§ ASSIGNMENT: Out of the lines below, please list those that hold the string "Serialize".

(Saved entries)
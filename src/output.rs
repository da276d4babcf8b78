//! Row emission and name normalization
//!
//! Walks the finished bank tables in address order and renders one row per
//! instrument, either as C array-entry literals for embedding or as JSON.

use serde::Serialize;

use crate::bank::{BankMap, InstrumentTables};
use crate::mode::Mode;

/// One finalized output row
#[derive(Debug, Clone, PartialEq, Eq, Serialize)]
pub struct Row {
    pub kind: char,
    pub bank_msb: u8,
    pub bank_lsb: u8,
    pub program: u8,
    pub bank_name: String,
    pub instrument_name: String,
}

/// Renders instrument tables for one mode
pub struct RowEmitter {
    mode: Mode,
}

impl RowEmitter {
    pub fn new(mode: Mode) -> Self {
        Self { mode }
    }

    /// All surviving rows: melodic first, then percussive, each group in
    /// ascending flattened-address then program order
    pub fn collect_rows(&self, tables: &InstrumentTables) -> Vec<Row> {
        let mut rows = self.bank_rows('M', &tables.melodic);
        rows.extend(self.bank_rows('P', &tables.percussive));
        rows
    }

    fn bank_rows(&self, indicator: char, banks: &BankMap) -> Vec<Row> {
        let config = self.mode.config();
        let mut rows = Vec::new();

        for (addr, bank) in banks.iter() {
            let mut bank_msb = (addr / 128) as u8;
            let bank_lsb = (addr % 128) as u8;

            // XG devices list percussion banks in reverse MSB order.
            if config.reversed_drum_msb && indicator == 'P' {
                bank_msb = 127 - bank_msb;
            }

            for instrument in bank.iter_instruments() {
                if self.skip_instrument(indicator, addr, instrument.program) {
                    continue;
                }

                rows.push(Row {
                    kind: indicator,
                    bank_msb,
                    bank_lsb,
                    program: instrument.program,
                    bank_name: self.rewrite_bank_name(&bank.name),
                    instrument_name: instrument.name.clone(),
                });
            }
        }

        rows
    }

    // Bank 0 is the device default set; only GM prints it.
    fn skip_instrument(&self, indicator: char, addr: u32, program: u8) -> bool {
        if self.mode == Mode::Gm || addr != 0 {
            return false;
        }
        if indicator == 'M' {
            return true;
        }
        indicator == 'P' && (program >= 35 || program <= 81)
    }

    /// Bank display names carry vendor prefixes; fold the canonical one
    /// down to its short form
    fn rewrite_bank_name(&self, name: &str) -> String {
        if let Some(rewrite) = &self.mode.config().name_rewrite {
            if let Some(rest) = name.strip_prefix(rewrite.strip) {
                return format!("{}{}", rewrite.replace_with, rest);
            }
        }
        name.to_string()
    }

    /// Render rows as C array-entry literals
    pub fn build_output(&self, rows: &[Row]) -> String {
        let mut output = String::new();
        for row in rows {
            output.push_str(&format!(
                "    {{'{}', {:3}, {:3}, {:3}, \"{}\", \"{}\"}},\n",
                row.kind,
                row.bank_msb,
                row.bank_lsb,
                row.program,
                escape_quotes(&row.bank_name),
                escape_quotes(&row.instrument_name),
            ));
        }
        output
    }

    /// Render rows as a JSON document
    pub fn build_output_json(&self, rows: &[Row]) -> String {
        #[derive(Serialize)]
        struct JsonOutput<'a> {
            mode: &'a str,
            rows: &'a [Row],
        }

        let output = JsonOutput {
            mode: self.mode.name(),
            rows,
        };

        serde_json::to_string_pretty(&output).unwrap_or_else(|e| {
            eprintln!("Error serializing to JSON: {}", e);
            "{}".to_string()
        })
    }
}

/// Backslash-escape double quotes; nothing else needs escaping here
pub fn escape_quotes(s: &str) -> String {
    let mut result = String::with_capacity(s.len());
    for c in s.chars() {
        if c == '"' {
            result.push('\\');
        }
        result.push(c);
    }
    result
}
//! Property tests: printed codes decode back to the ids they were made from.

use cleanflow_scan::parser::{self, format_query_code, format_token_code};
use cleanflow_types::{ParseError, ScanSource};
use proptest::prelude::*;

// ---------------------------------------------------------------------------
// Strategies
// ---------------------------------------------------------------------------

/// Lowercase ids, possibly hyphenated ("room-1", "or-suite-a")
fn arb_id() -> impl Strategy<Value = String> {
    "[a-z0-9]{1,8}(-[a-z0-9]{1,8}){0,2}"
}

/// Any non-empty printable text, including reserved query characters
fn arb_text() -> impl Strategy<Value = String> {
    "[ -~]{1,16}"
}

// ---------------------------------------------------------------------------
// Property Tests
// ---------------------------------------------------------------------------

proptest! {
    #[test]
    fn token_code_roundtrip(area in arb_id(), procedure in arb_id()) {
        let payload = parser::parse(ScanSource::Qr, &format_token_code(&area, &procedure)).unwrap();

        prop_assert_eq!(payload.kind(), ScanSource::Qr);
        prop_assert_eq!(payload.area_id().as_str(), area.as_str());
        prop_assert_eq!(payload.procedure_id().map(|p| p.as_str()), Some(procedure.as_str()));
    }

    #[test]
    fn query_code_roundtrip(
        area in arb_text(),
        procedure in proptest::option::of(arb_text()),
        name in arb_text(),
    ) {
        let code = format_query_code(&area, procedure.as_deref(), &name);
        let payload = parser::parse(ScanSource::Qr, &code).unwrap();

        prop_assert_eq!(payload.area_id().as_str(), area.as_str());
        prop_assert_eq!(payload.procedure_id().map(|p| p.as_str()), procedure.as_deref());
        prop_assert_eq!(payload.label(), Some(name.as_str()));
    }

    #[test]
    fn nfc_roundtrip(area in "[a-z0-9-]{1,12}", asset in "[a-z_]{1,16}") {
        let payload = parser::parse(ScanSource::Nfc, &format!("{area}:{asset}")).unwrap();

        prop_assert_eq!(payload.kind(), ScanSource::Nfc);
        prop_assert_eq!(payload.area_id().as_str(), area.as_str());
        prop_assert_eq!(payload.asset_type(), Some(asset.as_str()));
        prop_assert!(payload.procedure_id().is_none());
    }

    /// NFC input never goes through the QR formats, and vice versa
    #[test]
    fn sources_do_not_cross(area in arb_id(), procedure in arb_id()) {
        let token = format_token_code(&area, &procedure);
        prop_assert!(parser::parse(ScanSource::Nfc, &token).is_err());

        let nfc = format!("{area}:{procedure}");
        let qr = parser::parse(ScanSource::Qr, &nfc);
        prop_assert!(matches!(qr, Err(ParseError::MalformedTokenFormat(_))));
    }

    /// Parsing never panics, whatever the scanner hands over
    #[test]
    fn arbitrary_input_never_panics(raw in "\\PC{0,64}") {
        let _ = parser::parse(ScanSource::Qr, &raw);
        let _ = parser::parse(ScanSource::Nfc, &raw);
    }
}
//! Property tests: compliance score bounds, reset behaviour and
//! at-most-one submission in flight.

use std::collections::BTreeSet;
use std::sync::Arc;

use chrono::{TimeZone, Utc};
use cleanflow_engine::memory::{FixedClock, InMemoryCatalog, InMemoryRepository, SequentialIds};
use cleanflow_engine::scorer;
use cleanflow_engine::*;
use cleanflow_types::*;
use proptest::prelude::*;

// ---------------------------------------------------------------------------
// Helpers / Strategies
// ---------------------------------------------------------------------------

/// A procedure whose steps are `s0..sN`, each required or optional
fn arb_procedure() -> impl Strategy<Value = ProcedureInfo> {
    prop::collection::vec(any::<bool>(), 0..10).prop_map(|flags| {
        flags
            .into_iter()
            .enumerate()
            .fold(ProcedureInfo::new("p", "Procedure"), |p, (i, required)| {
                let id = format!("s{i}");
                let step = if required {
                    ProcedureStep::required(id, "Step")
                } else {
                    ProcedureStep::optional(id, "Step")
                };
                p.with_step(step)
            })
    })
}

/// Completed ids drawn from a wider range than any procedure has, so
/// foreign ids show up too
fn arb_completed() -> impl Strategy<Value = BTreeSet<StepId>> {
    prop::collection::btree_set(0usize..14, 0..14)
        .prop_map(|ids| ids.into_iter().map(|i| StepId::new(format!("s{i}"))).collect())
}

#[derive(Clone, Debug)]
enum Op {
    Complete(usize),
    Reopen(usize),
    Note(usize, String),
    Review,
}

fn arb_op() -> impl Strategy<Value = Op> {
    prop_oneof![
        (0usize..5).prop_map(Op::Complete),
        (0usize..5).prop_map(Op::Reopen),
        ((0usize..5), "[a-z ]{0,12}").prop_map(|(i, t)| Op::Note(i, t)),
        Just(Op::Review),
    ]
}

fn make_engine(procedure: ProcedureInfo) -> (WorkflowEngine, Arc<InMemoryRepository>) {
    let catalog = InMemoryCatalog::new()
        .with_area(AreaInfo::new("room-1", "Operating Room 1"))
        .with_procedure(procedure);
    let repo = Arc::new(InMemoryRepository::new());
    let collaborators = Collaborators::new(
        Arc::new(catalog),
        repo.clone(),
        Arc::new(FixedClock::new(
            Utc.with_ymd_and_hms(2024, 3, 1, 8, 0, 0).unwrap(),
        )),
        Arc::new(SequentialIds::new("id")),
    );
    let engine = WorkflowEngine::new(
        collaborators,
        Operator::new("op-1", "Dana"),
        EngineConfig::default(),
    );
    (engine, repo)
}

fn five_step_procedure() -> ProcedureInfo {
    (0..5).fold(ProcedureInfo::new("p", "Procedure"), |p, i| {
        p.with_step(ProcedureStep::required(format!("s{i}"), "Step"))
    })
}

// ---------------------------------------------------------------------------
// Property Tests
// ---------------------------------------------------------------------------

proptest! {
    #[test]
    fn score_is_bounded(procedure in arb_procedure(), completed in arb_completed()) {
        let score = scorer::score(&procedure, &completed);
        prop_assert!((0.0..=100.0).contains(&score));
    }

    #[test]
    fn completing_the_counted_steps_scores_100(procedure in arb_procedure()) {
        let has_required = procedure.required_steps().next().is_some();
        let counted: BTreeSet<StepId> = procedure
            .steps
            .iter()
            .filter(|s| s.required || !has_required)
            .map(|s| s.id.clone())
            .collect();
        prop_assert_eq!(scorer::score(&procedure, &counted), 100.0);
    }

    #[test]
    fn optional_steps_never_move_a_required_score(
        procedure in arb_procedure(),
        completed in arb_completed(),
    ) {
        prop_assume!(procedure.required_steps().next().is_some());
        let optional_only: BTreeSet<StepId> = procedure
            .steps
            .iter()
            .filter(|s| !s.required)
            .map(|s| s.id.clone())
            .collect();
        let with_optional: BTreeSet<StepId> = completed.union(&optional_only).cloned().collect();
        prop_assert_eq!(
            scorer::score(&procedure, &completed),
            scorer::score(&procedure, &with_optional)
        );
    }

    #[test]
    fn reset_always_returns_to_a_clean_scan(
        via_selection in any::<bool>(),
        ops in prop::collection::vec(arb_op(), 0..12),
    ) {
        let (mut engine, _) = make_engine(five_step_procedure());
        if via_selection {
            engine.scan(ScanSource::Nfc, "room-1:sink").unwrap();
            engine.choose_procedure(ProcedureId::new("p")).unwrap();
        } else {
            engine.scan(ScanSource::Qr, "CF-AREA-room-1-PROTOCOL-p").unwrap();
        }

        for op in ops {
            // Events that are illegal in the current state are rejected,
            // which is fine here
            let _ = match op {
                Op::Complete(i) => engine.complete_step(StepId::new(format!("s{i}"))),
                Op::Reopen(i) => engine.reopen_step(StepId::new(format!("s{i}"))),
                Op::Note(i, text) => engine.add_note(StepId::new(format!("s{i}")), text),
                Op::Review => engine.request_review(),
            };
        }

        engine.reset().unwrap();
        prop_assert_eq!(engine.state(), &WorkflowState::Scanning);
        prop_assert!(engine.last_validation().is_none());

        // The next run starts from nothing
        engine.scan(ScanSource::Qr, "CF-AREA-room-1-PROTOCOL-p").unwrap();
        let run = engine.state().run().unwrap();
        prop_assert!(run.progress.is_empty());
    }

    #[test]
    fn review_freezes_the_step_set(steps in prop::collection::btree_set(0usize..5, 0..5)) {
        let (mut engine, _) = make_engine(five_step_procedure());
        engine.scan(ScanSource::Qr, "CF-AREA-room-1-PROTOCOL-p").unwrap();
        for i in &steps {
            engine.complete_step(StepId::new(format!("s{i}"))).unwrap();
        }
        engine.request_review().unwrap();
        let frozen = engine.state().clone();

        for i in 0..5 {
            let id = format!("s{i}");
            prop_assert!(engine.complete_step(StepId::new(id.clone())).is_err());
            prop_assert!(engine.reopen_step(StepId::new(id.clone())).is_err());
            prop_assert!(engine.add_note(StepId::new(id.clone()), "late note").is_err());
        }
        prop_assert_eq!(engine.state(), &frozen);
    }

    #[test]
    fn repeated_confirmations_start_one_save(extra in 1usize..6) {
        let (mut engine, repo) = make_engine(five_step_procedure());
        engine.scan(ScanSource::Qr, "CF-AREA-room-1-PROTOCOL-p").unwrap();
        engine.request_review().unwrap();

        let ticket = engine.confirm_submit().unwrap();
        for _ in 0..extra {
            prop_assert_eq!(
                engine.confirm_submit().unwrap_err(),
                EngineError::State(StateError::InvalidTransition {
                    state: "review",
                    event: "submit_confirmed",
                })
            );
        }

        let runtime = tokio::runtime::Builder::new_current_thread()
            .enable_all()
            .build()
            .unwrap();
        let outcome = runtime.block_on(ticket.send());
        let status = engine.apply_submission(outcome).unwrap();

        prop_assert!(matches!(status, SubmissionStatus::Completed(_)));
        prop_assert_eq!(repo.save_count(), 1);
        prop_assert_eq!(engine.submission_attempts(), 1);
    }
}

§ RESULT FOR THIS TASK:
use serde::Serialize;
#[derive(Debug, Clone, PartialEq, Eq, Serialize)]
        #[derive(Serialize)]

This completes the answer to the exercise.